//! Dials the chunk-store RPC service over a mux substream.

use crate::error::Result;
use crate::mux::SharedMux;
use crate::rpc::proto::chunk_store_client::ChunkStoreClient;
use crate::rpc::MAX_MESSAGE_SIZE;
use hyper_util::rt::TokioIo;
use std::future::Future;
use std::pin::Pin;
use std::task::{Context, Poll};
use tonic::transport::{Channel, Endpoint, Uri};
use tower::Service;

/// Connects to the remote `ChunkStore` service over `mux`.
///
/// Every gRPC connection attempt opens exactly one new mux substream
/// (spec §4.4 step 7); tonic's own HTTP/2 layer then multiplexes as many
/// concurrent RPCs as needed over that single substream, so only one
/// `open_stream` call happens per process lifetime under normal operation.
///
/// Built with `connect_with_connector_lazy` rather than the eager,
/// fallible `connect_with_connector`: the channel is handed back
/// immediately and individual RPC calls wait for the connector to resolve
/// instead of the whole client failing up front. This is what the session
/// monitor's `accept_stream` loop (`session.rs`) exists to unblock — a
/// call sitting on a channel that never becomes ready would otherwise
/// hang forever once the remote process has actually exited.
pub async fn connect(mux: SharedMux) -> Result<ChunkStoreClient<Channel>> {
    let channel =
        Endpoint::from_static("http://transfer.local").connect_with_connector_lazy(MuxConnector { mux });

    Ok(ChunkStoreClient::new(channel)
        .max_decoding_message_size(MAX_MESSAGE_SIZE)
        .max_encoding_message_size(MAX_MESSAGE_SIZE))
}

#[derive(Clone)]
struct MuxConnector {
    mux: SharedMux,
}

impl Service<Uri> for MuxConnector {
    type Response = TokioIo<yamux::Stream>;
    type Error = std::io::Error;
    #[allow(clippy::type_complexity)]
    type Future =
        Pin<Box<dyn Future<Output = std::result::Result<Self::Response, Self::Error>> + Send>>;

    fn poll_ready(&mut self, _cx: &mut Context<'_>) -> Poll<std::result::Result<(), Self::Error>> {
        Poll::Ready(Ok(()))
    }

    fn call(&mut self, _uri: Uri) -> Self::Future {
        let mux = self.mux.clone();
        Box::pin(async move {
            let stream = mux
                .open_stream()
                .await
                .map_err(|e| std::io::Error::new(std::io::ErrorKind::Other, e))?;
            Ok(TokioIo::new(stream))
        })
    }
}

-- What needs to be done --
All lines from the one with "type Error = std::io::Error;" to the end of the entries above are to be written out exactly, the first and last included.

-- Your solution --
    type Error = std::io::Error;
    #[allow(clippy::type_complexity)]
    type Future =
        Pin<Box<dyn Future<Output = std::result::Result<Self::Response, Self::Error>> + Send>>;

    fn poll_ready(&mut self, _cx: &mut Context<'_>) -> Poll<std::result::Result<(), Self::Error>> {
        Poll::Ready(Ok(()))
    }

    fn call(&mut self, _uri: Uri) -> Self::Future {
        let mux = self.mux.clone();
        Box::pin(async move {
            let stream = mux
                .open_stream()
                .await
                .map_err(|e| std::io::Error::new(std::io::ErrorKind::Other, e))?;
            Ok(TokioIo::new(stream))
        })
    }
}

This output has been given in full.